The Biden administration is aiming to reinvigorate ESG policies, especially concerning environmental issues. The USA is planning to go back to the Paris agreement and recently the US Federal Reserve has joined the Network of Central Banks and Supervisors for Greening the Financial System (NGFS). However, there is vulnerability for the assets of S&P companies due to the high risk and impact of physical climate change, which could cause elevated concern nowadays on the grounds that the US experienced 22 natural disasters last year.

Recently, a lot of companies pledged to halt carbon dioxide emission and to become carbon neutral in several decades, which is bound to affect positively on the process of solving environmental concerns.

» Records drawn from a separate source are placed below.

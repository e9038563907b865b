//! Weather context supplied by the caller.

use serde::{Deserialize, Serialize};

/// Below this temperature (°C) walking outside counts as adverse.
pub const DEFAULT_COLD_THRESHOLD_C: f64 = 5.0;

#[derive(Debug, Clone, Copy, PartialEq, Serialize, Deserialize)]
pub struct WeatherContext {
    /// Degrees Celsius.
    pub temperature: f64,
    pub precipitation: bool,
}

impl Default for WeatherContext {
    fn default() -> Self {
        Self {
            temperature: 20.0,
            precipitation: false,
        }
    }
}

impl WeatherContext {
    pub fn new(temperature: f64, precipitation: bool) -> Self {
        Self {
            temperature,
            precipitation,
        }
    }

    pub fn is_cold(&self, cold_threshold_c: f64) -> bool {
        self.temperature < cold_threshold_c
    }

    /// Rain or cold, the conditions under which outdoor legs are penalized.
    pub fn is_adverse(&self, cold_threshold_c: f64) -> bool {
        self.precipitation || self.is_cold(cold_threshold_c)
    }

    /// Indoor share assumed for a leg between unconnected buildings.
    ///
    /// People cut through lobbies more when it is wet or cold out.
    pub fn baseline_indoor_percentage(&self, cold_threshold_c: f64) -> u8 {
        let mut pct = if self.precipitation { 35 } else { 20 };
        if self.is_cold(cold_threshold_c) {
            pct += 10;
        }
        pct
    }
}
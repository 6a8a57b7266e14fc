//! Group Reply Relay — Binary Entrypoint
//! Loads configuration, wires the relay to the HTTP collaborators, serves
//! the status API and shuts down cleanly on Ctrl-C.

use std::sync::Arc;

use anyhow::Context;
use tracing_subscriber::{fmt, prelude::*, EnvFilter};

use group_reply_relay::api::{self, AppState};
use group_reply_relay::config::AppConfig;
use group_reply_relay::listener::ListenerOptions;
use group_reply_relay::metrics::Metrics;
use group_reply_relay::notify::{run_alert_loop, NotifierMux};
use group_reply_relay::platform::extractor::HttpLinkExtractor;
use group_reply_relay::platform::http::HttpSessionFactory;
use group_reply_relay::reply::build_generator;
use group_reply_relay::ReplySystem;

/// `LOG_FORMAT=json` switches to JSON lines; `RUST_LOG` overrides the filter.
fn init_tracing() {
    let filter = EnvFilter::try_from_default_env()
        .unwrap_or_else(|_| EnvFilter::new("group_reply_relay=info,warn"));

    let json = std::env::var("LOG_FORMAT")
        .map(|v| v.eq_ignore_ascii_case("json"))
        .unwrap_or(false);

    if json {
        tracing_subscriber::registry()
            .with(filter)
            .with(fmt::layer().json())
            .init();
    } else {
        tracing_subscriber::registry()
            .with(filter)
            .with(fmt::layer().compact())
            .init();
    }
}

async fn shutdown_signal() {
    if let Err(e) = tokio::signal::ctrl_c().await {
        tracing::error!(error = %e, "ctrl-c handler failed");
    }
}

#[tokio::main]
async fn main() -> anyhow::Result<()> {
    // Load .env in local/dev; no-op when absent.
    let _ = dotenvy::dotenv();
    init_tracing();

    let cfg = AppConfig::load_default().context("loading relay configuration")?;
    tracing::info!(
        sources = cfg.sources.len(),
        workers = cfg.workers.len(),
        data_dir = %cfg.data_dir.display(),
        "configuration loaded"
    );

    let metrics = Metrics::init()?;

    let sessions = HttpSessionFactory::new(&cfg.platform.base_url, cfg.platform.timeout_secs)?;
    let extractor = HttpLinkExtractor::new(sessions.client(), &cfg.platform.extractor_url);
    let generator = build_generator(&cfg.generator)?;
    tracing::info!(provider = generator.provider_name(), "reply generator ready");

    tokio::fs::create_dir_all(&cfg.data_dir)
        .await
        .with_context(|| format!("creating data dir {}", cfg.data_dir.display()))?;

    let system = Arc::new(ReplySystem::new(
        Arc::new(extractor),
        Arc::new(sessions),
        generator,
        cfg.dispatch.clone(),
        ListenerOptions {
            dedup: cfg.dedup,
            data_dir: Some(cfg.data_dir.clone()),
        },
    ));

    let mux = NotifierMux::from_env();
    if mux.is_empty() {
        tracing::info!("no alert webhooks configured");
    }
    let alerts = tokio::spawn(run_alert_loop(system.subscribe(), mux, cfg.notify.cooldown_secs));

    let report = system
        .start(cfg.sources.clone(), cfg.workers.clone())
        .await
        .context("starting relay")?;
    for f in &report.sources.failed {
        tracing::warn!(source_id = %f.source_id, error = %f.error, "source not started");
    }

    let app = api::router(AppState::new(system.clone()).with_metrics(metrics.handle.clone()));
    let listener = tokio::net::TcpListener::bind(&cfg.api.bind)
        .await
        .with_context(|| format!("binding {}", cfg.api.bind))?;
    tracing::info!(bind = %cfg.api.bind, "status api listening");

    axum::serve(listener, app)
        .with_graceful_shutdown(shutdown_signal())
        .await
        .context("serving status api")?;

    tracing::info!("shutting down");
    system.stop().await;
    alerts.abort();
    Ok(())
}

Regarding social issues, NASDAQ has a new proposed requirement of 2500+ companies to have at least one woman director and another who would define themselves as black/Hispanic/LGBTQ. Moreover, racial diversity is now demanded on boards of publicly traded companies in California (2020) and Illinois (2019).

Dual-class voting structures. Yay or nay? Why?

BO: Dual-class shares have several advantages and drawbacks for a company’s management, as well as for individual investors.

This type of structure is helpful for leaders when they concentrate more on long-term projects rather than on short-term financial results. Nonetheless, this politics is currently not welcomed by some stock indexes, such as Russell-2000 and S&P 500, which make dual-class shares ineligible to be included.

From the private investor’s point of view, even if they are predisposed to invest large sums of money in a company, they will barely get the same voting power as insiders have.

In a nutshell, division of shares into several classes could lead a management board to concentrate considerable amount of power, so that interests of investors from exchanges could not be taken into account. However, conducting more investor meetings could solve this issue.

 

Bekhruzbek Ochilov, IGCAP, ACSI, is a capital markets professional. He has experience in building analytics and BI solutions for stock exchanges, stock market indices, valuing companies for ECM and DCM transactions, and underwriting securities. He is an International Governance and Compliance Professional (IGCAP) since 2021 and an associate member (ACSI) of the Chartered Institute for Securities & Investment since 2020. In 2021, he was named the best young analyst of the Uzbek capital market by the Society of Investment and Financial Analysts (SIFA) under the Capital Markets Development Agency (CMDA), the Uzbek capital market regulator.

Bekhruzbek Ochilov is a founding partner of Alkes Research LLC, a financial services consulting and research company, and owner of EQRE, an equity research house that partners with eight leading brokerage houses to provide analytics of the Uzbekistan financial services market. He is also owner of EqRe Blue Index, the benchmark index of the Uzbek capital market.